Each year, 12 million girls are married before the age of 18, marking the start of their lives as wives and mothers well before they are...
TESFA’s goal is to improve economic, and sexual and reproductive health outcomes for ever-married adolescent girls in Ethiopia. CARE Ethiopia and its partners implemented the program, and the International Center for Research on Women (ICRW) evaluated it. TESFA relies on peer-education within small group settings modeled on CARE’s village savings and loans (VSLA) approach. Community support is provided by groups of 20 to 30 community members, who meet once a month to discuss how to support girls and receive their own training on gender and health. They also reach out to other community members (five families per SAA member) to share their knowledge about various program topics such as child marriage.

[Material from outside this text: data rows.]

//! Byte-oriented links.
//!
//! A [`Link`] is an enable/connect/reconnect-aware channel to one remote
//! device. Each link owns:
//! - One supervising task (exclusive owner of the transport)
//! - One bounded inbound queue of received chunks
//! - One event registry for status notifications
//!
//! # Example
//!
//! ```no_run
//! use device_link::{Link, LinkEvent};
//!
//! # async fn example() -> device_link::Result<()> {
//! let link = Link::builder().tcp("192.168.1.20", 4001).build()?;
//!
//! link.subscribe(|event| {
//!     if let LinkEvent::ConnectedChanged(up) = event {
//!         println!("connected: {up}");
//!     }
//! });
//!
//! link.send(b"PING\r".to_vec());
//! while let Some(chunk) = link.receive()? {
//!     println!("{chunk:?}");
//! }
//!
//! link.dispose();
//! # Ok(())
//! # }
//! ```
//!
//! # Disposal
//!
//! [`Link::dispose`] is explicit. After it, `send` and `set_enabled` are
//! silent no-ops while `receive` fails with [`Error::Disposed`].

// ============================================================================
// Submodules
// ============================================================================

/// Fluent link configuration.
pub mod builder;

/// Connection and enabled state.
pub mod status;

mod supervisor;

// ============================================================================
// Imports
// ============================================================================

use std::fmt;
use std::sync::{Arc, Weak};

use tokio::runtime::Handle;
use tokio::sync::mpsc;
use tracing::{debug, info, trace};

use crate::error::{Error, Result};
use crate::events::{EventHub, EventStream, LinkEvent};
use crate::identifiers::{LinkId, SubscriptionId};
use crate::options::LinkOptions;
use crate::queue::InboundQueue;
use crate::settings::LinkSettings;
use crate::transport::{self, Transport, TransportKind};
//! Incremental frame decoder.
//!
//! The decoder keeps two cursors (header match, footer match) and a body
//! buffer across calls, so a frame may arrive split over any number of
//! chunks. Every byte is handled by the first rule that applies:
//!
//! | # | Condition | Action |
//! |---|-----------|--------|
//! | 1 | matches `header[h]`, not the last header byte | advance `h` |
//! | 2 | matches the last header byte | reset both cursors and the body |
//! | 3 | matches `footer[f]`, not the last footer byte | advance `f` |
//! | 4 | matches the last footer byte | emit the body if non-blank, reset `f` and the body |
//! | 5 | otherwise | reset `h`, append the byte to the body |
//!
//! Delimiter bytes are never part of the body. A header completing mid-message
//! abandons whatever was accumulated. Without a footer nothing ever completes,
//! unless no header is set either: then each fed chunk is one message.

// ============================================================================
// Imports
// ============================================================================

use tracing::trace;

use super::SerialFrame;

// ============================================================================
// FramingCodec
// ============================================================================

/// Stateful header/footer matcher.
#[derive(Debug, Clone)]
pub struct FramingCodec {
    header: Vec<u8>,
    footer: Vec<u8>,
    header_pos: usize,
    footer_pos: usize,
    body: Vec<u8>,
}

impl FramingCodec {
    /// Creates a decoder for `frame`.
    #[must_use]
    pub fn new(frame: &SerialFrame) -> Self {
        Self {
            header: frame.header().to_vec(),
            footer: frame.footer().to_vec(),
            header_pos: 0,
            footer_pos: 0,
            body: Vec::new(),
        }
    }

    /// Consumes `bytes` and returns every message completed by them.
    ///
    /// Message bytes are decoded as UTF-8 (lossily). Messages that are empty or
    /// whitespace-only are dropped; others are returned untrimmed.
    pub fn feed(&mut self, bytes: &[u8]) -> Vec<String> {
        let mut messages = Vec::new();

        for &byte in bytes {
            if let Some(message) = self.step(byte) {
                messages.push(message);
            }
        }

        if self.header.is_empty()
            && self.footer.is_empty()
            && let Some(message) = self.take_body()
        {
            messages.push(message);
        }

        messages
    }

    /// Wraps `message` in the header and footer.
    #[must_use]
    pub fn encode(&self, message: &str) -> Vec<u8> {
        let mut out = Vec::with_capacity(self.header.len() + message.len() + self.footer.len());
        out.extend_from_slice(&self.header);
        out.extend_from_slice(message.as_bytes());
        out.extend_from_slice(&self.footer);
        out
    }

    /// Drops partial matches and the accumulated body.
    pub fn reset(&mut self) {
        self.header_pos = 0;
        self.footer_pos = 0;
        self.body.clear();
    }

    /// Number of body bytes accumulated for the current frame.
    #[inline]
    #[must_use]
    pub fn pending_len(&self) -> usize {
        self.body.len()
    }

    fn step(&mut self, byte: u8) -> Option<String> {
        if let Some(&expected) = self.header.get(self.header_pos)
            && expected == byte
        {
            if self.header_pos + 1 < self.header.len() {
                self.header_pos += 1;
            } else {
                trace!(discarded = self.body.len(), "Frame header");
                self.reset();
            }
            return None;
        }

        if let Some(&expected) = self.footer.get(self.footer_pos)
            && expected == byte
        {
            if self.footer_pos + 1 < self.footer.len() {
                self.footer_pos += 1;
                return None;
            }
            self.footer_pos = 0;
            return self.take_body();
        }

        self.header_pos = 0;
        self.body.push(byte);
        None
    }

    /// Empties the body, returning it if it holds a non-blank message.
    fn take_body(&mut self) -> Option<String> {
        let body = std::mem::take(&mut self.body);
        let message = String::from_utf8_lossy(&body).into_owned();
        if message.trim().is_empty() {
            None
        } else {
            Some(message)
        }
    }
}

// ============================================================================
// Tests
// ============================================================================
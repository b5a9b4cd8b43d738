//! Type-safe identifiers.
//!
//! Newtype wrappers keep link and subscription IDs from being mixed up.

// ============================================================================
// Imports
// ============================================================================

use std::fmt;

use uuid::Uuid;

// ============================================================================
// LinkId
// ============================================================================

/// Unique identifier for a link instance.
///
/// Used as a tracing field so log lines from concurrent links can be told apart.
#[derive(Debug, Clone, Copy, PartialEq, Eq, Hash)]
pub struct LinkId(Uuid);

impl LinkId {
    /// Generates a new random link ID.
    #[inline]
    #[must_use]
    pub fn generate() -> Self {
        Self(Uuid::new_v4())
    }

    /// Returns the underlying UUID.
    #[inline]
    #[must_use]
    pub const fn as_uuid(&self) -> &Uuid {
        &self.0
    }
}

impl fmt::Display for LinkId {
    fn fmt(&self, f: &mut fmt::Formatter<'_>) -> fmt::Result {
        // First group is enough to disambiguate in logs.
        let full = self.0.simple().to_string();
        f.write_str(&full[..8])
    }
}

// ============================================================================
// SubscriptionId
// ============================================================================

/// Handle returned by `subscribe`, used to remove the handler again.
#[derive(Debug, Clone, Copy, PartialEq, Eq, Hash, PartialOrd, Ord)]
pub struct SubscriptionId(u64);

impl SubscriptionId {
    /// Creates a subscription ID from a raw counter value.
    #[inline]
    #[must_use]
    pub const fn new(id: u64) -> Self {
        Self(id)
    }

    /// Returns the raw value.
    #[inline]
    #[must_use]
    pub const fn as_u64(&self) -> u64 {
        self.0
    }
}

impl fmt::Display for SubscriptionId {
    fn fmt(&self, f: &mut fmt::Formatter<'_>) -> fmt::Result {
        write!(f, "sub-{}", self.0)
    }
}

// ============================================================================
// Tests
// ============================================================================
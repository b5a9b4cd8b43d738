//! Fluent link configuration.
//!
//! # Example
//!
//! ```no_run
//! use std::time::Duration;
//! use device_link::{Link, SerialFrame};
//!
//! # async fn example() -> device_link::Result<()> {
//! let framed = Link::builder()
//!     .tcp("10.0.0.7", 5000)
//!     .queue_capacity(32)
//!     .reconnect_delay(Duration::from_secs(1))
//!     .build_framed(SerialFrame::new().with_header([0x01]).with_footer([0x03]))?;
//! # Ok(())
//! # }
//! ```

// ============================================================================
// Imports
// ============================================================================

use std::time::Duration;

use crate::error::{Error, Result};
use crate::framing::{FramedLink, SerialFrame};
use crate::options::LinkOptions;
use crate::settings::LinkSettings;

use super::Link;

// ============================================================================
// LinkBuilder
// ============================================================================

/// Builder for [`Link`] and [`FramedLink`].
#[derive(Debug, Clone)]
pub struct LinkBuilder {
    settings: Option<LinkSettings>,
    options: LinkOptions,
    enabled: bool,
}

impl Default for LinkBuilder {
    fn default() -> Self {
        Self::new()
    }
}

impl LinkBuilder {
    /// Creates a builder with default options, enabled on build.
    #[must_use]
    pub fn new() -> Self {
        Self {
            settings: None,
            options: LinkOptions::new(),
            enabled: true,
        }
    }

    // ========================================================================
    // Transport
    // ========================================================================

    /// Uses a TCP client transport.
    #[must_use]
    pub fn tcp(mut self, address: impl Into<String>, port: u16) -> Self {
        self.settings = Some(LinkSettings::tcp(address, port));
        self
    }

    /// Uses a UDP transport with an ephemeral local port.
    #[must_use]
    pub fn udp(mut self, address: impl Into<String>, port: u16) -> Self {
        self.settings = Some(LinkSettings::udp(address, port));
        self
    }

    /// Uses a serial port with 8N1 framing.
    #[must_use]
    pub fn serial(mut self, port_name: impl Into<String>, baud_rate: u32) -> Self {
        self.settings = Some(LinkSettings::serial(port_name, baud_rate));
        self
    }

    /// Uses prepared settings.
    #[must_use]
    pub fn settings(mut self, settings: LinkSettings) -> Self {
        self.settings = Some(settings);
        self
    }

    // ========================================================================
    // Options
    // ========================================================================

    /// Replaces all options.
    #[must_use]
    pub fn options(mut self, options: LinkOptions) -> Self {
        self.options = options;
        self
    }

    /// Sets the inbound queue capacity.
    #[must_use]
    pub fn queue_capacity(mut self, capacity: usize) -> Self {
        self.options.queue_capacity = capacity;
        self
    }

    /// Sets the delay between failed connect attempts.
    #[must_use]
    pub fn reconnect_delay(mut self, delay: Duration) -> Self {
        self.options.reconnect_delay = delay;
        self
    }

    /// Sets the per-attempt connect timeout.
    #[must_use]
    pub fn connect_timeout(mut self, timeout: Duration) -> Self {
        self.options.connect_timeout = timeout;
        self
    }

    /// Sets whether the link starts enabled.
    #[must_use]
    pub fn enabled(mut self, enabled: bool) -> Self {
        self.enabled = enabled;
        self
    }

    /// Starts the link disabled.
    #[must_use]
    pub fn disabled(self) -> Self {
        self.enabled(false)
    }

    // ========================================================================
    // Build
    // ========================================================================

    /// Builds a byte-oriented link.
    ///
    /// # Errors
    ///
    /// - [`Error::Config`] if no transport was chosen
    /// - [`Error::Config`] if settings or options are invalid
    /// - [`Error::Config`] if called outside a tokio runtime
    pub fn build(self) -> Result<Link> {
        let settings = self.require_settings()?;
        Link::open(settings, self.options, self.enabled)
    }

    /// Builds a message-oriented link using `frame` delimiters.
    ///
    /// # Errors
    ///
    /// Same as [`build`](Self::build).
    pub fn build_framed(self, frame: SerialFrame) -> Result<FramedLink> {
        let settings = self.require_settings()?;
        FramedLink::open(settings, frame, self.options, self.enabled)
    }

    fn require_settings(&self) -> Result<LinkSettings> {
        self.settings
            .clone()
            .ok_or_else(|| Error::config("no transport configured; call tcp(), udp() or serial()"))
    }
}

// ============================================================================
// Tests
// ============================================================================

#[cfg(test)]
mod tests {
    use super::*;

    #[test]
    fn test_defaults() {
        let builder = LinkBuilder::new();
        assert!(builder.settings.is_none());
        assert!(builder.enabled);
        assert_eq!(builder.options, LinkOptions::default());
    }

    #[test]
    fn test_chained_options() {
        let builder = LinkBuilder::new()
            .udp("10.0.0.1", 7000)
            .queue_capacity(8)
            .reconnect_delay(Duration::from_millis(250))
            .connect_timeout(Duration::from_secs(2))
            .disabled();

        assert_eq!(builder.settings, Some(LinkSettings::udp("10.0.0.1", 7000)));
        assert_eq!(builder.options.queue_capacity, 8);
        assert_eq!(builder.options.reconnect_delay, Duration::from_millis(250));
        assert_eq!(builder.options.connect_timeout, Duration::from_secs(2));
        assert!(!builder.enabled);
    }

    #[test]
    fn test_build_without_transport_fails() {
        let err = LinkBuilder::new().build().unwrap_err();
        assert!(matches!(err, Error::Config { .. }));
    }

    #[tokio::test]
    async fn test_build_disabled_tcp_link() {
        let link = LinkBuilder::new().tcp("127.0.0.1", 9).disabled().build().unwrap();
        assert!(!link.is_enabled());
        assert_eq!(link.address(), "127.0.0.1");
        assert_eq!(link.port(), 9);
        link.dispose();
    }

    #[tokio::test]
    async fn test_build_rejects_zero_capacity() {
        let err = LinkBuilder::new()
            .tcp("127.0.0.1", 9)
            .queue_capacity(0)
            .build()
            .unwrap_err();
        assert!(matches!(err, Error::Config { .. }));
    }
}
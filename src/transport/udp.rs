//! UDP datagram adapter.
//!
//! UDP has no connect phase. Opening the transport binds a local socket and
//! resolves the remote endpoint; datagrams are sent there and accepted from
//! any peer.

// ============================================================================
// Imports
// ============================================================================

use std::net::{IpAddr, Ipv4Addr, Ipv6Addr, SocketAddr};

use async_trait::async_trait;
use tokio::net::{UdpSocket, lookup_host};
use tracing::{debug, trace};

use crate::error::{Error, Result};
use crate::settings::UdpSettings;

use super::{Channel, Transport, TransportKind};

// ============================================================================
// UdpTransport
// ============================================================================

/// Binds UDP sockets that talk to a fixed remote endpoint.
#[derive(Debug, Clone)]
pub struct UdpTransport {
    settings: UdpSettings,
}

impl UdpTransport {
    /// Creates an adapter for `settings`.
    #[must_use]
    pub fn new(settings: UdpSettings) -> Self {
        Self { settings }
    }

    async fn resolve_remote(&self) -> Result<SocketAddr> {
        let target = (self.settings.address.as_str(), self.settings.port);
        lookup_host(target)
            .await?
            .next()
            .ok_or_else(|| Error::connection(format!("cannot resolve {}", self.endpoint())))
    }
}

#[async_trait]
impl Transport for UdpTransport {
    fn kind(&self) -> TransportKind {
        TransportKind::Udp
    }

    fn endpoint(&self) -> String {
        format!("{}:{}", self.settings.address, self.settings.port)
    }

    fn is_connectionless(&self) -> bool {
        true
    }

    async fn open(&self) -> Result<Box<dyn Channel>> {
        let remote = self.resolve_remote().await?;
        let unspecified: IpAddr = if remote.is_ipv6() {
            Ipv6Addr::UNSPECIFIED.into()
        } else {
            Ipv4Addr::UNSPECIFIED.into()
        };
        let local = SocketAddr::new(unspecified, self.settings.local_port);
        let socket = UdpSocket::bind(local).await?;

        debug!(
            local = %socket.local_addr()?,
            remote = %remote,
            "UDP socket bound"
        );

        Ok(Box::new(UdpChannel::new(socket, remote)))
    }
}

// ============================================================================
// UdpChannel
// ============================================================================

/// Bound UDP socket plus the remote it sends to.
pub struct UdpChannel {
    socket: UdpSocket,
    remote: SocketAddr,
}

impl UdpChannel {
    /// Wraps a bound socket.
    #[must_use]
    pub fn new(socket: UdpSocket, remote: SocketAddr) -> Self {
        Self { socket, remote }
    }

    /// Local address the socket is bound to.
    ///
    /// # Errors
    ///
    /// Returns [`Error::Io`] if the socket cannot report its address.
    pub fn local_addr(&self) -> Result<SocketAddr> {
        Ok(self.socket.local_addr()?)
    }
}

#[async_trait]
impl Channel for UdpChannel {
    async fn send(&mut self, bytes: &[u8]) -> Result<()> {
        let sent = self.socket.send_to(bytes, self.remote).await?;
        trace!(remote = %self.remote, len = sent, "Sent datagram");
        Ok(())
    }

    async fn receive(&mut self, buf: &mut [u8]) -> Result<usize> {
        let (n, from) = self.socket.recv_from(buf).await?;
        trace!(from = %from, len = n, "Received datagram");
        Ok(n)
    }

    async fn close(&mut self) {
        // Dropping the socket releases the port.
    }
}

// ============================================================================
// Tests
// ============================================================================
//! Transport settings for a link.
//!
//! [`LinkSettings`] describes *where* a link talks to: a TCP endpoint, a UDP
//! endpoint with an optional local port, or a serial port with its line
//! parameters. Settings are immutable once a link is built.
//!
//! # Example
//!
//! ```
//! use device_link::{LinkSettings, Parity};
//!
//! let tcp = LinkSettings::tcp("192.168.1.20", 4352);
//! let serial = LinkSettings::serial("/dev/ttyUSB0", 9600).with_parity(Parity::Even);
//!
//! let from_config = LinkSettings::from_json(
//!     r#"{ "transport": "udp", "address": "10.0.0.5", "port": 9000, "local_port": 9001 }"#,
//! )
//! .unwrap();
//! assert_eq!(from_config.port(), 9000);
//! # let _ = (tcp, serial);
//! ```

// ============================================================================
// Imports
// ============================================================================

use std::fmt;

use serde::{Deserialize, Serialize};
use tokio_serial::{DataBits, Parity as SerialParity, StopBits};

use crate::error::{Error, Result};

// ============================================================================
// Constants
// ============================================================================

const DEFAULT_DATA_BITS: u8 = 8;
const DEFAULT_STOP_BITS: u8 = 1;

// ============================================================================
// Parity
// ============================================================================

/// Parity setting for serial links.
#[derive(Debug, Clone, Copy, Default, PartialEq, Eq, Serialize, Deserialize)]
#[serde(rename_all = "lowercase")]
pub enum Parity {
    /// No parity bit.
    #[default]
    None,
    /// Odd parity.
    Odd,
    /// Even parity.
    Even,
}

impl From<Parity> for SerialParity {
    fn from(parity: Parity) -> Self {
        match parity {
            Parity::None => SerialParity::None,
            Parity::Odd => SerialParity::Odd,
            Parity::Even => SerialParity::Even,
        }
    }
}

// ============================================================================
// Per-Transport Settings
// ============================================================================

/// TCP endpoint.
#[derive(Debug, Clone, PartialEq, Eq, Serialize, Deserialize)]
pub struct TcpSettings {
    /// Host name or IP address.
    pub address: String,
    /// Remote port.
    pub port: u16,
}

/// UDP endpoint.
#[derive(Debug, Clone, PartialEq, Eq, Serialize, Deserialize)]
pub struct UdpSettings {
    /// Host name or IP address datagrams are sent to.
    pub address: String,
    /// Remote port.
    pub port: u16,
    /// Local port to bind (0 = any).
    #[serde(default)]
    pub local_port: u16,
}

/// Serial port and line parameters.
#[derive(Debug, Clone, PartialEq, Eq, Serialize, Deserialize)]
pub struct SerialSettings {
    /// Port name (`/dev/ttyUSB0`, `COM3`).
    pub port_name: String,
    /// Baud rate.
    pub baud_rate: u32,
    /// Data bits (5-8).
    #[serde(default = "default_data_bits")]
    pub data_bits: u8,
    /// Parity.
    #[serde(default)]
    pub parity: Parity,
    /// Stop bits (1 or 2).
    #[serde(default = "default_stop_bits")]
    pub stop_bits: u8,
}

fn default_data_bits() -> u8 {
    DEFAULT_DATA_BITS
}

fn default_stop_bits() -> u8 {
    DEFAULT_STOP_BITS
}

impl SerialSettings {
    /// Data bits as the serial crate's type.
    pub(crate) fn serial_data_bits(&self) -> DataBits {
        match self.data_bits {
            5 => DataBits::Five,
            6 => DataBits::Six,
            7 => DataBits::Seven,
            _ => DataBits::Eight,
        }
    }

    /// Stop bits as the serial crate's type.
    pub(crate) fn serial_stop_bits(&self) -> StopBits {
        match self.stop_bits {
            2 => StopBits::Two,
            _ => StopBits::One,
        }
    }
}

// ============================================================================
// LinkSettings
// ============================================================================

/// Immutable transport configuration for one link.
#[derive(Debug, Clone, PartialEq, Eq, Serialize, Deserialize)]
#[serde(tag = "transport", rename_all = "lowercase")]
pub enum LinkSettings {
    /// TCP client connection.
    Tcp(TcpSettings),
    /// UDP datagram socket.
    Udp(UdpSettings),
    /// Serial port.
    Serial(SerialSettings),
}

// ============================================================================
// LinkSettings - Constructors
// ============================================================================

impl LinkSettings {
    /// TCP settings for `address:port`.
    #[must_use]
    pub fn tcp(address: impl Into<String>, port: u16) -> Self {
        Self::Tcp(TcpSettings {
            address: address.into(),
            port,
        })
    }

    /// UDP settings for `address:port`, bound to any local port.
    #[must_use]
    pub fn udp(address: impl Into<String>, port: u16) -> Self {
        Self::Udp(UdpSettings {
            address: address.into(),
            port,
            local_port: 0,
        })
    }

    /// Serial settings with 8 data bits, no parity, 1 stop bit.
    #[must_use]
    pub fn serial(port_name: impl Into<String>, baud_rate: u32) -> Self {
        Self::Serial(SerialSettings {
            port_name: port_name.into(),
            baud_rate,
            data_bits: DEFAULT_DATA_BITS,
            parity: Parity::None,
            stop_bits: DEFAULT_STOP_BITS,
        })
    }

    /// Parses settings from a JSON document.
    ///
    /// # Errors
    ///
    /// - [`Error::Json`] if the document is malformed
    /// - [`Error::Config`] if the settings fail validation
    pub fn from_json(json: &str) -> Result<Self> {
        let settings: Self = serde_json::from_str(json)?;
        settings.validate()?;
        Ok(settings)
    }
}

// ============================================================================
// LinkSettings - Builder Methods
// ============================================================================

impl LinkSettings {
    /// Sets the local UDP port. Ignored for other transports.
    #[must_use]
    pub fn with_local_port(mut self, local_port: u16) -> Self {
        if let Self::Udp(udp) = &mut self {
            udp.local_port = local_port;
        }
        self
    }

    /// Sets serial data bits. Ignored for other transports.
    #[must_use]
    pub fn with_data_bits(mut self, data_bits: u8) -> Self {
        if let Self::Serial(serial) = &mut self {
            serial.data_bits = data_bits;
        }
        self
    }

    /// Sets serial parity. Ignored for other transports.
    #[must_use]
    pub fn with_parity(mut self, parity: Parity) -> Self {
        if let Self::Serial(serial) = &mut self {
            serial.parity = parity;
        }
        self
    }

    /// Sets serial stop bits. Ignored for other transports.
    #[must_use]
    pub fn with_stop_bits(mut self, stop_bits: u8) -> Self {
        if let Self::Serial(serial) = &mut self {
            serial.stop_bits = stop_bits;
        }
        self
    }
}

// ============================================================================
// LinkSettings - Accessors
// ============================================================================

impl LinkSettings {
    /// Remote address, or the port name for serial links.
    #[must_use]
    pub fn address(&self) -> &str {
        match self {
            Self::Tcp(tcp) => &tcp.address,
            Self::Udp(udp) => &udp.address,
            Self::Serial(serial) => &serial.port_name,
        }
    }

    /// Remote port, or 0 for serial links.
    #[must_use]
    pub fn port(&self) -> u16 {
        match self {
            Self::Tcp(tcp) => tcp.port,
            Self::Udp(udp) => udp.port,
            Self::Serial(_) => 0,
        }
    }

    /// Validates the settings.
    ///
    /// # Errors
    ///
    /// Returns [`Error::Config`] describing the first invalid field.
    pub fn validate(&self) -> Result<()> {
        if self.address().trim().is_empty() {
            return Err(Error::config("address must not be empty"));
        }

        match self {
            Self::Tcp(TcpSettings { port, .. }) | Self::Udp(UdpSettings { port, .. })
                if *port == 0 =>
            {
                Err(Error::config("remote port must not be 0"))
            }
            Self::Serial(serial) if serial.baud_rate == 0 => {
                Err(Error::config("baud rate must not be 0"))
            }
            Self::Serial(serial) if !(5..=8).contains(&serial.data_bits) => Err(Error::config(
                format!("data bits must be 5-8, got {}", serial.data_bits),
            )),
            Self::Serial(serial) if !(1..=2).contains(&serial.stop_bits) => Err(Error::config(
                format!("stop bits must be 1 or 2, got {}", serial.stop_bits),
            )),
            _ => Ok(()),
        }
    }
}

impl fmt::Display for LinkSettings {
    fn fmt(&self, f: &mut fmt::Formatter<'_>) -> fmt::Result {
        match self {
            Self::Tcp(tcp) => write!(f, "tcp://{}:{}", tcp.address, tcp.port),
            Self::Udp(udp) => write!(f, "udp://{}:{}", udp.address, udp.port),
            Self::Serial(serial) => write!(f, "serial://{}@{}", serial.port_name, serial.baud_rate),
        }
    }
}

// ============================================================================
// Tests
// ============================================================================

The project works through four programmatic arms: 1) economic empowerment only, teaching saving and loans, negotiation skills, financial literacy and income generation; 2) sexual and reproductive health only, teaching negotiation, anatomy and personal sexual health, which health services are available where, addressing gender-based violence, and the benefits of contraception; 3) economic empowerment with sexual and reproductive health; and 4) a delayed implementation arm that will act as a comparison group. In all four arms, girls are organized into support groups in a structure modeled on CARE’s VSLA model.
The project results were impressive. Program participants stopped 180 child marriages, girls' savings went up by 72 percentage points, girls were more likely to be able to discuss family planning decisions with their husbands, and 96% of participants would recommend the program to a friend.
Many girls at baseline did not even know the mechanics of sex, reproduction and pregnancy. One- quarter reported their husbands had physically forced them to have sex, i.e., engaged in marital rape, in the 12 months prior to the survey. The area faces severe shortages of contraceptive methods as well as a lack of knowledge among girls and others in the community of any contraceptive method except injectables. Condoms are heavily stigmatized, as they are associated with HIV prevention, not contraception, and specifically with sex work and extra-marital sex. Because child marriage is illegal, there was concern about whether married adolescents would participate in the project, but with close collaboration and trust building on the motives of the project with community groups (gate keepers) finding participants and engaging them with project activities was made possible.
Findings indicate increases among project participants in correct knowledge about contraception, use of contraceptives, use of reproductive health services, support for using contraception and ability to negotiate contraceptive use with husbands. Preliminary findings also indicate sharp increases in economic activity, greater confidence in ability to deal with economic crises and increased ability to negotiate with husbands about earning money. Some of the unanticipated benefits that have emerged based on the qualitative and monitoring data include significant increases in couple communication, changed views about women’s roles in society and best age for marriage, girls going back to school and the direct prevention by community members of at least 180 child marriages. Girls, often invisible to the community because they are home doing chores, have gained more recognition and visibility. The SAA groups have resulted in the community’s greater support for girls, and girls with problems seek help from the groups.